Democrats and Republicans are rallying together this month across the country to alert their fellow Americans to a threat to independence.

These groups, often at each other’s throats, have allied to confront a surge in dumped foreign steel, an illegal practice that jeopardizes the viability of American mills. Steelworkers and steel company CEOs, red and blue politicians celebrate the energy independence achieved through shale gas drilling but condemn the dependence on foreign steel that failure to enforce trade laws will cause.

The alliance is asking the Commerce Department to sanction foreign steel producers who violate international trade law by dumping steel in the American market at prices below the cost to produce it. In the past year and a half, U.S. steelmakers and my union, the United Steelworkers (USW), have filed 40 trade cases seeking penalties against foreign producers for dumping.

That’s so many that now steel is the Commerce Department’s primary focus, according to Commerce Secretary Penny Pritzker, who said during an event held at a mill near Pittsburgh last week, “Roughly 75 percent of the department’s ongoing trade investigations involve steel products.”

As dumped foreign steel grabs increasing portions of the U.S. market, it threatens the American steel industry. U.S. Steel invested $100 million in its Lorain Tubular Operations in Ohio since 2010, but it was forced to lay off 73 workers there earlier this year. Plant Manager John Wilkinson said dumped steel pipe, sold at 30 percent below market value, is to blame. 

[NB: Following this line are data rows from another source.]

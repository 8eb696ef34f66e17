//! # Page fault resolution
//!
//! A user-mode fault is classified first and resolved second. The
//! classification is a pure function of the error code, the faulting
//! address, the stack pointer and the process's regions; the first matching
//! cause wins:
//!
//! | Order | Cause | Condition | Resolution |
//! |:------|:------|:----------|:-----------|
//! | 1 | [`FaultCause::CopyOnWrite`] | P+W+U error, entry present and COW | private copy, writable |
//! | 2 | [`FaultCause::LazyHeap`] | inside `[heap.start, heap.start + heap.size)`, not present | zero-filled page |
//! | 3 | [`FaultCause::StackGuard`] | write to the guard page by a push (`esp == addr + 4`) | stack grows one page |
//! | 4 | [`FaultCause::Invalid`] | anything else | kill |
//!
//! A guard page touch that would take the stack past its maximum size is
//! [`FaultCause::StackOverflow`] and kills the process as well.
//!
//! The alarm trampoline reuses [`resolve_fault`] to make the pages of its
//! continuation record writable before touching them.

use crate::proc::Process;
use crate::trap::TrapFrame;
use crate::{Cpu, Kernel};
use bitfield_struct::bitfield;
use kernel_memory_addresses::{PhysicalFrame, VirtualAddress, VirtualPage};
use kernel_vmem::{
    AddressSpace, FrameAlloc, MmArea, PageEntryBits, PhysMapper, PhysicalMemory, TranslationCache, VmError,
    invalidate_if_active,
};
use log::{error, trace};

/// Page-fault error code layout (i386).
///
/// Each bit describes the condition that caused the page fault.
/// Reference: Intel SDM Vol. 3A, §6.15 "Page-Fault Exception (#PF)".
#[bitfield(u32)]
#[derive(PartialEq, Eq)]
pub struct PageFaultError {
    /// 0 = non-present page.
    /// 1 = protection violation (page present but access disallowed).
    pub present: bool, // bit 0

    /// 0 = read.
    /// 1 = write access.
    pub write: bool, // bit 1

    /// 0 = supervisor (CPL 0–2).
    /// 1 = user mode (CPL 3).
    pub user: bool, // bit 2

    /// 1 = caused by reserved bit set in a paging structure.
    pub reserved_bit: bool, // bit 3

    #[bits(28)]
    __: u32, // reserved / ignored bits
}

impl PageFaultError {
    #[must_use]
    pub const fn explain(&self) -> &'static str {
        if !self.present() {
            "Non-present page"
        } else if self.write() {
            "Write access to protected page"
        } else {
            "Read access to protected page"
        }
    }

    /// Error code of a user-mode write, as the alarm trampoline issues it on
    /// behalf of the process.
    #[must_use]
    pub const fn user_write(present: bool) -> Self {
        Self::new().with_present(present).with_write(true).with_user(true)
    }
}

/// One fault to classify.
#[derive(Debug, Copy, Clone, Eq, PartialEq)]
pub struct Fault {
    pub addr: VirtualAddress,
    pub err: PageFaultError,
    /// User stack pointer at the faulting instruction. `None` when the
    /// kernel touches the page itself, which waives the push check.
    pub esp: Option<u32>,
}

#[derive(Debug, Copy, Clone, Eq, PartialEq)]
pub enum FaultCause {
    CopyOnWrite,
    LazyHeap,
    StackGuard,
    StackOverflow,
    Invalid,
}

#[derive(Debug, Copy, Clone, Eq, PartialEq, thiserror::Error)]
pub enum FaultError {
    #[error("out of memory")]
    OutOfMemory,
    #[error("stack overflow")]
    StackOverflow,
    #[error("invalid access")]
    Invalid,
}

impl From<VmError> for FaultError {
    fn from(e: VmError) -> Self {
        match e {
            VmError::OutOfMemory => Self::OutOfMemory,
            VmError::StackLimit => Self::StackOverflow,
            _ => Self::Invalid,
        }
    }
}

/// Decide why `fault` happened. First match wins.
#[must_use]
pub fn classify(fault: &Fault, space: &AddressSpace, heap: &MmArea, stack: &MmArea, max_stack: u32) -> FaultCause {
    let entry = space.entry(fault.addr).unwrap_or_default();

    if fault.err.present()
        && fault.err.write()
        && fault.err.user()
        && entry.present()
        && entry.copy_on_write()
    {
        return FaultCause::CopyOnWrite;
    }

    if heap.contains(fault.addr) && !entry.present() {
        return FaultCause::LazyHeap;
    }

    let pushed = fault
        .esp
        .is_none_or(|esp| fault.addr.checked_add(4).is_some_and(|a| a.as_u32() == esp));
    if stack.guard_page() == Some(fault.addr.page()) && fault.err.write() && pushed {
        if u64::from(stack.size) + u64::from(kernel_memory_addresses::PAGE_SIZE) > u64::from(max_stack) {
            return FaultCause::StackOverflow;
        }
        return FaultCause::StackGuard;
    }

    FaultCause::Invalid
}

/// Classify `fault` against `proc` and repair the mapping when possible.
///
/// On success the page is present, writable and user-accessible, and its
/// stale translation is dropped from `cache` if `proc`'s space is active.
///
/// # Errors
/// The [`FaultError`] that makes the fault fatal. Nothing leaks on error.
///
/// # Panics
/// Panics if `proc` has no address space.
pub fn resolve_fault<M, C>(
    mem: &mut PhysicalMemory<M>,
    cache: &mut C,
    proc: &mut Process,
    fault: &Fault,
    max_stack: u32,
) -> Result<FaultCause, FaultError>
where
    M: FrameAlloc + PhysMapper,
    C: TranslationCache + ?Sized,
{
    let Some(vm) = proc.vm() else {
        panic!("page fault: process has no address space");
    };
    let cause = classify(fault, vm.space, vm.heap, vm.stack, max_stack);
    let page = fault.addr.page();
    trace!("fault at {} ({}): {cause:?}", fault.addr, fault.err.explain());

    match cause {
        FaultCause::CopyOnWrite => {
            let shared = vm.space.user_frame(page.base())?;
            let copy = mem.alloc_copy_of(shared)?;
            install(mem, vm.space, page, copy)?;
        }
        FaultCause::LazyHeap => {
            let frame = mem.alloc_zeroed()?;
            install(mem, vm.space, page, frame)?;
        }
        FaultCause::StackGuard => {
            let page = vm.stack.extend_down(max_stack)?;
            let grown = mem
                .alloc_zeroed()
                .and_then(|frame| install(mem, vm.space, page, frame));
            if let Err(e) = grown {
                vm.stack.retract_up();
                return Err(e.into());
            }
        }
        FaultCause::StackOverflow => return Err(FaultError::StackOverflow),
        FaultCause::Invalid => return Err(FaultError::Invalid),
    }

    invalidate_if_active(cache, vm.space, page.base());
    Ok(cause)
}

/// Map a fresh private `frame` at `page`, dropping whatever was there.
fn install<M: FrameAlloc + PhysMapper>(
    mem: &mut PhysicalMemory<M>,
    space: &mut AddressSpace,
    page: VirtualPage,
    frame: PhysicalFrame,
) -> Result<(), VmError> {
    if let Err(e) = space.map(mem, page.base(), frame, PageEntryBits::user_rw()) {
        mem.free_unreferenced(frame);
        return Err(e);
    }
    Ok(())
}

impl<M: FrameAlloc + PhysMapper> Kernel<M> {
    /// Page fault trap from user mode: resolve it or mark `proc` killed.
    pub(crate) fn page_fault(&self, cpu: &mut Cpu, tf: &TrapFrame, proc: &mut Process) {
        let fault = Fault {
            addr: cpu.fault_address(),
            err: PageFaultError::from_bits(tf.err),
            esp: Some(tf.esp),
        };
        let result = {
            let mut mem = self.memory.lock_on(cpu.id());
            resolve_fault(&mut *mem, cpu, proc, &fault, self.layout.max_stack_size)
        };
        if let Err(e) = result {
            error!(
                "pid {} {}: trap {} err {} on cpu {} eip {:#x} addr {:#x} ({e})--kill proc",
                proc.pid(),
                proc.name(),
                tf.trapno,
                tf.err,
                cpu.id(),
                tf.eip,
                fault.addr.as_u32()
            );
            proc.killed = true;
        }
    }
}

#[cfg(test)]
mod tests {
    use super::*;
    use kernel_memory_addresses::PAGE_SIZE;

    #[test]
    fn error_code_bits() {
        let err = PageFaultError::from_bits(0b111);
        assert!(err.present() && err.write() && err.user());
        assert_eq!(PageFaultError::user_write(false).into_bits(), 0b110);
        assert_eq!(PageFaultError::from_bits(0b100).explain(), "Non-present page");
        assert_eq!(PageFaultError::from_bits(0b101).explain(), "Read access to protected page");
    }

    #[test]
    fn vm_errors_map_to_fault_errors() {
        assert_eq!(FaultError::from(VmError::OutOfMemory), FaultError::OutOfMemory);
        assert_eq!(FaultError::from(VmError::StackLimit), FaultError::StackOverflow);
        assert_eq!(
            FaultError::from(VmError::Unmapped(VirtualAddress::zero())),
            FaultError::Invalid
        );
    }

    #[test]
    fn guard_page_is_directly_below_stack() {
        let stack = MmArea::new(VirtualAddress::new(0x5000), PAGE_SIZE);
        assert_eq!(stack.guard_page().map(VirtualPage::base), Some(VirtualAddress::new(0x4000)));
    }
}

Suddenly, the price of imported steel plummeted, dropping 23.1 percent between 2011 and early 2014, according to a report issued last week by the non-partisan think tank Economic Policy Institute (EPI). It’s titled: “Surging Steel Imports Put Up to Half a Million U.S. Jobs at Risk.

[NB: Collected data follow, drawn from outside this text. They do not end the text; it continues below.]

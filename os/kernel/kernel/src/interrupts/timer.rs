//! Global tick counter, advanced by CPU 0's timer interrupt.

use crate::platform::Scheduler;
use crate::{Cpu, Kernel};
use kernel_vmem::{FrameAlloc, PhysMapper};

impl<M: FrameAlloc + PhysMapper> Kernel<M> {
    /// Advance the tick counter and wake its sleepers.
    pub(crate) fn tick<S: Scheduler + ?Sized>(&self, cpu: &Cpu, sched: &mut S) {
        let mut ticks = self.ticks.lock_on(cpu.id());
        *ticks = ticks.wrapping_add(1);
        sched.wakeup_ticks(*ticks);
    }

    /// Ticks since boot.
    #[must_use]
    pub fn uptime(&self, cpu: &Cpu) -> u32 {
        *self.ticks.lock_on(cpu.id())
    }
}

For the American steel industry, that contributed to losses. It posted net losses in four of the past five years, rising from $388 million in 2012 to $1.2 billion in 2013, EPI reported. Since Jan. 1 this year, nearly 1,000 steelworkers have lost their jobs because of surging imports.

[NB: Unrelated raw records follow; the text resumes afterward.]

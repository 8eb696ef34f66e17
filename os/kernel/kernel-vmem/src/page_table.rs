//! # Two-level x86 page tables
//!
//! - [`PageDirectory`]: the root, 1024 entries indexed by [`DirIndex`].
//! - [`PageTable`]: a second-level table, 1024 entries indexed by [`TableIndex`].
//!
//! Both are 4 KiB-aligned and hold raw [`PageEntryBits`]. They carry no
//! policy; reference counting and table allocation live in
//! [`AddressSpace`](crate::AddressSpace).

use crate::PageEntryBits;
use kernel_memory_addresses::{DirIndex, ENTRIES_PER_TABLE, TableIndex};

/// The page directory (root): 1024 entries, 4 KiB-aligned.
#[doc(alias = "PD")]
#[repr(C, align(4096))]
#[derive(Clone)]
pub struct PageDirectory {
    entries: [PageEntryBits; ENTRIES_PER_TABLE],
}

/// A second-level page table: 1024 entries, 4 KiB-aligned.
#[doc(alias = "PT")]
#[repr(C, align(4096))]
#[derive(Clone)]
pub struct PageTable {
    entries: [PageEntryBits; ENTRIES_PER_TABLE],
}

impl PageDirectory {
    /// Create a fully zeroed directory (all entries non-present).
    #[inline]
    #[must_use]
    pub const fn zeroed() -> Self {
        Self {
            entries: [PageEntryBits::new(); ENTRIES_PER_TABLE],
        }
    }

    #[inline]
    #[must_use]
    pub const fn get(&self, i: DirIndex) -> PageEntryBits {
        self.entries[i.as_usize()]
    }

    #[inline]
    pub const fn set(&mut self, i: DirIndex, e: PageEntryBits) {
        self.entries[i.as_usize()] = e;
    }
}

impl PageTable {
    /// Create a fully zeroed table (all entries non-present).
    #[inline]
    #[must_use]
    pub const fn zeroed() -> Self {
        Self {
            entries: [PageEntryBits::new(); ENTRIES_PER_TABLE],
        }
    }

    #[inline]
    #[must_use]
    pub const fn get(&self, i: TableIndex) -> PageEntryBits {
        self.entries[i.as_usize()]
    }

    #[inline]
    pub const fn set(&mut self, i: TableIndex, e: PageEntryBits) {
        self.entries[i.as_usize()] = e;
    }

    /// Mutable access to a single entry.
    #[inline]
    pub const fn entry_mut(&mut self, i: TableIndex) -> &mut PageEntryBits {
        &mut self.entries[i.as_usize()]
    }

    /// Present entries with their indices.
    pub fn present(&self) -> impl Iterator<Item = (TableIndex, PageEntryBits)> + '_ {
        TableIndex::all()
            .map(|i| (i, self.get(i)))
            .filter(|(_, e)| e.present())
    }
}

The death of the American steel industry is fine with the likes of the Wall Street JournalForbes and the Cato Institute. They contend cheap prices are paramount. They say Americans should thank foreign states that violate international trade laws by subsidizing their steel industries because it means Americans pay a few dollars less for cars and refrigerators. They don’t care if America would have to depend on China for the steel to make U.S. tanks and missiles.

This is the view of rabid capitalists married to money and devoid of loyalty. Made in America means nothing to them.

Not even conservative Republicans agree with them. Fourteen Senate Republicans last week joined 42 Democrats and an Independent in signing a letter to Commerce Secretary Pritzker about steel dumping. The Senators expressed concern that the Commerce Department failed to include South Korea in its preliminary ruling in February that eight countries—India, the Philippines, Saudi Arabia, Taiwan, Thailand, Turkey, Ukraine and Vietnam—dumped steel pipes used in gas drilling.

A Republican and a Democrat coordinated the letter. They are Ohio’s senators Sherrod Brown and Rob Portman. Supporting American manufacturing against illegal foreign competition is not a partisan issue. It’s an issue of patriotism.